## Task
Repeat every entry exactly. Leave nothing out.

## Given records
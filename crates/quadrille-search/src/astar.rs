//! The best-first search engine.
//!
//! [`Search`] implements A*-style search over any [`Graph`]: a min-heap
//! frontier ordered by `cost + heuristic`, a best-known-cost map keyed by
//! node identity, and predecessor links for path reconstruction. The
//! longest-path mode reuses the same loop with every operator inverted.

use std::cmp::Ordering;
use std::collections::{BinaryHeap, HashMap};
use std::hash::Hash;
use std::mem;

use crate::traits::Graph;

const UNSEEN: i64 = i64::MAX;

// ---------------------------------------------------------------------------
// Mode
// ---------------------------------------------------------------------------

/// Operator set distinguishing shortest- from longest-path accumulation.
#[derive(Copy, Clone, Debug, PartialEq, Eq)]
enum Mode {
    Shortest,
    Longest,
}

impl Mode {
    /// Best-known cost of a never-visited node.
    fn unseen(self) -> i64 {
        match self {
            Self::Shortest => UNSEEN,
            Self::Longest => -UNSEEN,
        }
    }

    /// Accumulate a step cost onto a path cost.
    fn combine(self, cost: i64, step: i64) -> i64 {
        match self {
            Self::Shortest => cost + step,
            Self::Longest => cost - step,
        }
    }

    /// Whether `tentative` beats `best`.
    fn improves(self, tentative: i64, best: i64) -> bool {
        match self {
            Self::Shortest => tentative < best,
            Self::Longest => tentative > best,
        }
    }
}

// ---------------------------------------------------------------------------
// Frontier entries
// ---------------------------------------------------------------------------

/// A frontier entry: a node with the cost it was queued at and its
/// priority. Ordering considers the priority alone, reversed so the
/// max-heap [`BinaryHeap`] pops the lowest priority first.
struct Entry<N> {
    node: N,
    cost: i64,
    priority: i64,
}

impl<N> PartialEq for Entry<N> {
    fn eq(&self, other: &Self) -> bool {
        self.priority == other.priority
    }
}

impl<N> Eq for Entry<N> {}

impl<N> Ord for Entry<N> {
    fn cmp(&self, other: &Self) -> Ordering {
        other.priority.cmp(&self.priority)
    }
}

impl<N> PartialOrd for Entry<N> {
    fn partial_cmp(&self, other: &Self) -> Option<Ordering> {
        Some(self.cmp(other))
    }
}

// ---------------------------------------------------------------------------
// Search
// ---------------------------------------------------------------------------

/// A reusable best-first search engine.
///
/// The engine owns its bookkeeping (best-cost map, predecessor links, a
/// neighbor scratch buffer) and clears it at the start of every
/// [`search`](Search::search) call; the graph itself is passed per call.
/// After a search, [`cost`](Search::cost) and
/// [`previous`](Search::previous) expose the traversal that was built.
///
/// Duplicate frontier entries are never removed eagerly: relaxing a node
/// pushes a fresh entry, and popped entries whose cost no longer matches
/// the best-known cost are skipped.
pub struct Search<N> {
    mode: Mode,
    best: HashMap<N, i64>,
    previous: HashMap<N, N>,
    nbuf: Vec<N>,
}

impl<N: Clone + Eq + Hash> Search<N> {
    /// A shortest-path engine: costs add up, smaller is better. Optimal
    /// when the graph's heuristic is admissible.
    pub fn shortest() -> Self {
        Self::with_mode(Mode::Shortest)
    }

    /// A longest-path engine: costs accumulate by subtraction, larger
    /// (closer to zero) is better, and the reported costs are negated
    /// path lengths.
    ///
    /// Valid only on graphs where no node can reach itself — on a cyclic
    /// graph the longest path is unbounded and the search may not
    /// terminate. The engine does not check this.
    pub fn longest() -> Self {
        Self::with_mode(Mode::Longest)
    }

    fn with_mode(mode: Mode) -> Self {
        Self {
            mode,
            best: HashMap::new(),
            previous: HashMap::new(),
            nbuf: Vec::new(),
        }
    }

    /// Search from `origin` to whichever of `targets` is reached first.
    ///
    /// Returns the ordered node sequence from origin to target inclusive,
    /// or `None` when the frontier empties without reaching any target.
    /// With an empty `targets` slice the search exhausts everything
    /// reachable from the origin, leaving [`cost`](Search::cost) usable
    /// as a distance map.
    pub fn search<G>(&mut self, graph: &G, origin: N, targets: &[N]) -> Option<Vec<N>>
    where
        G: Graph<Node = N>,
    {
        self.best.clear();
        self.previous.clear();

        let mut frontier: BinaryHeap<Entry<N>> = BinaryHeap::new();
        let priority = self.mode.combine(0, graph.heuristic(&origin));
        self.best.insert(origin.clone(), 0);
        frontier.push(Entry {
            node: origin,
            cost: 0,
            priority,
        });

        let mut nbuf = mem::take(&mut self.nbuf);
        let mut found = None;

        while let Some(entry) = frontier.pop() {
            // Stale duplicate: a later relaxation already improved this node.
            if self.best.get(&entry.node) != Some(&entry.cost) {
                continue;
            }
            if targets.contains(&entry.node) {
                found = Some(entry.node);
                break;
            }

            nbuf.clear();
            graph.neighbors(&entry.node, &mut nbuf);

            for neighbor in nbuf.drain(..) {
                let step = graph.distance(&entry.node, &neighbor);
                let tentative = self.mode.combine(entry.cost, step);
                let best = self
                    .best
                    .get(&neighbor)
                    .copied()
                    .unwrap_or(self.mode.unseen());
                if self.mode.improves(tentative, best) {
                    self.best.insert(neighbor.clone(), tentative);
                    self.previous.insert(neighbor.clone(), entry.node.clone());
                    let priority = self.mode.combine(tentative, graph.heuristic(&neighbor));
                    frontier.push(Entry {
                        node: neighbor,
                        cost: tentative,
                        priority,
                    });
                }
            }
        }
        self.nbuf = nbuf;

        found.map(|target| self.solution(target))
    }

    /// Best known cost to reach `node` on the last search, absent when
    /// the node was never visited. In longest mode this is the negated
    /// path length.
    pub fn cost(&self, node: &N) -> Option<i64> {
        self.best.get(node).copied()
    }

    /// Predecessor of `node` on the last search's traversal tree. Absent
    /// for the origin and for unvisited nodes.
    pub fn previous(&self, node: &N) -> Option<&N> {
        self.previous.get(node)
    }

    /// Walk predecessor links back from `target` and reverse into
    /// origin→target order.
    fn solution(&self, target: N) -> Vec<N> {
        let mut path = Vec::new();
        let mut current = Some(&target);
        while let Some(node) = current {
            path.push(node.clone());
            current = self.previous.get(node);
        }
        path.reverse();
        path
    }
}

## Task output
filename crates/quadrille-search/src/astar.rs
//! The best-first search engine.
//!
//! [`Search`] implements A*-style search over any [`Graph`]: a min-heap
//! frontier ordered by `cost + heuristic`, a best-known-cost map keyed by
//! node identity, and predecessor links for path reconstruction. The
//! longest-path mode reuses the same loop with every operator inverted.

use std::cmp::Ordering;
use std::collections::{BinaryHeap, HashMap};
use std::hash::Hash;
use std::mem;

use crate::traits::Graph;

const UNSEEN: i64 = i64::MAX;

// ---------------------------------------------------------------------------
// Mode
// ---------------------------------------------------------------------------

/// Operator set distinguishing shortest- from longest-path accumulation.
#[derive(Copy, Clone, Debug, PartialEq, Eq)]
enum Mode {
    Shortest,
    Longest,
}

impl Mode {
    /// Best-known cost of a never-visited node.
    fn unseen(self) -> i64 {
        match self {
            Self::Shortest => UNSEEN,
            Self::Longest => -UNSEEN,
        }
    }

    /// Accumulate a step cost onto a path cost.
    fn combine(self, cost: i64, step: i64) -> i64 {
        match self {
            Self::Shortest => cost + step,
            Self::Longest => cost - step,
        }
    }

    /// Whether `tentative` beats `best`.
    fn improves(self, tentative: i64, best: i64) -> bool {
        match self {
            Self::Shortest => tentative < best,
            Self::Longest => tentative > best,
        }
    }
}

// ---------------------------------------------------------------------------
// Frontier entries
// ---------------------------------------------------------------------------

/// A frontier entry: a node with the cost it was queued at and its
/// priority. Ordering considers the priority alone, reversed so the
/// max-heap [`BinaryHeap`] pops the lowest priority first.
struct Entry<N> {
    node: N,
    cost: i64,
    priority: i64,
}

impl<N> PartialEq for Entry<N> {
    fn eq(&self, other: &Self) -> bool {
        self.priority == other.priority
    }
}

impl<N> Eq for Entry<N> {}

impl<N> Ord for Entry<N> {
    fn cmp(&self, other: &Self) -> Ordering {
        other.priority.cmp(&self.priority)
    }
}

impl<N> PartialOrd for Entry<N> {
    fn partial_cmp(&self, other: &Self) -> Option<Ordering> {
        Some(self.cmp(other))
    }
}

// ---------------------------------------------------------------------------
// Search
// ---------------------------------------------------------------------------

/// A reusable best-first search engine.
///
/// The engine owns its bookkeeping (best-cost map, predecessor links, a
/// neighbor scratch buffer) and clears it at the start of every
/// [`search`](Search::search) call; the graph itself is passed per call.
/// After a search, [`cost`](Search::cost) and
/// [`previous`](Search::previous) expose the traversal that was built.
///
/// Duplicate frontier entries are never removed eagerly: relaxing a node
/// pushes a fresh entry, and popped entries whose cost no longer matches
/// the best-known cost are skipped.
pub struct Search<N> {
    mode: Mode,
    best: HashMap<N, i64>,
    previous: HashMap<N, N>,
    nbuf: Vec<N>,
}

impl<N: Clone + Eq + Hash> Search<N> {
    /// A shortest-path engine: costs add up, smaller is better. Optimal
    /// when the graph's heuristic is admissible.
    pub fn shortest() -> Self {
        Self::with_mode(Mode::Shortest)
    }

    /// A longest-path engine: costs accumulate by subtraction, larger
    /// (closer to zero) is better, and the reported costs are negated
    /// path lengths.
    ///
    /// Valid only on graphs where no node can reach itself — on a cyclic
    /// graph the longest path is unbounded and the search may not
    /// terminate. The engine does not check this.
    pub fn longest() -> Self {
        Self::with_mode(Mode::Longest)
    }

    fn with_mode(mode: Mode) -> Self {
        Self {
            mode,
            best: HashMap::new(),
            previous: HashMap::new(),
            nbuf: Vec::new(),
        }
    }

    /// Search from `origin` to whichever of `targets` is reached first.
    ///
    /// Returns the ordered node sequence from origin to target inclusive,
    /// or `None` when the frontier empties without reaching any target.
    /// With an empty `targets` slice the search exhausts everything
    /// reachable from the origin, leaving [`cost`](Search::cost) usable
    /// as a distance map.
    pub fn search<G>(&mut self, graph: &G, origin: N, targets: &[N]) -> Option<Vec<N>>
    where
        G: Graph<Node = N>,
    {
        self.best.clear();
        self.previous.clear();

        let mut frontier: BinaryHeap<Entry<N>> = BinaryHeap::new();
        let priority = self.mode.combine(0, graph.heuristic(&origin));
        self.best.insert(origin.clone(), 0);
        frontier.push(Entry {
            node: origin,
            cost: 0,
            priority,
        });

        let mut nbuf = mem::take(&mut self.nbuf);
        let mut found = None;

        while let Some(entry) = frontier.pop() {
            // Stale duplicate: a later relaxation already improved this node.
            if self.best.get(&entry.node) != Some(&entry.cost) {
                continue;
            }
            if targets.contains(&entry.node) {
                found = Some(entry.node);
                break;
            }

            nbuf.clear();
            graph.neighbors(&entry.node, &mut nbuf);

            for neighbor in nbuf.drain(..) {
                let step = graph.distance(&entry.node, &neighbor);
                let tentative = self.mode.combine(entry.cost, step);
                let best = self
                    .best
                    .get(&neighbor)
                    .copied()
                    .unwrap_or(self.mode.unseen());
                if self.mode.improves(tentative, best) {
                    self.best.insert(neighbor.clone(), tentative);
                    self.previous.insert(neighbor.clone(), entry.node.clone());
                    let priority = self.mode.combine(tentative, graph.heuristic(&neighbor));
                    frontier.push(Entry {
                        node: neighbor,
                        cost: tentative,
                        priority,
                    });
                }
            }
        }
        self.nbuf = nbuf;

        found.map(|target| self.solution(target))
    }

    /// Best known cost to reach `node` on the last search, absent when
    /// the node was never visited. In longest mode this is the negated
    /// path length.
    pub fn cost(&self, node: &N) -> Option<i64> {
        self.best.get(node).copied()
    }

    /// Predecessor of `node` on the last search's traversal tree. Absent
    /// for the origin and for unvisited nodes.
    pub fn previous(&self, node: &N) -> Option<&N> {
        self.previous.get(node)
    }

    /// Walk predecessor links back from `target` and reverse into
    /// origin→target order.
    fn solution(&self, target: N) -> Vec<N> {
        let mut path = Vec::new();
        let mut current = Some(&target);
        while let Some(node) = current {
            path.push(node.clone());
            current = self.previous.get(node);
        }
        path.reverse();
        path
    }
}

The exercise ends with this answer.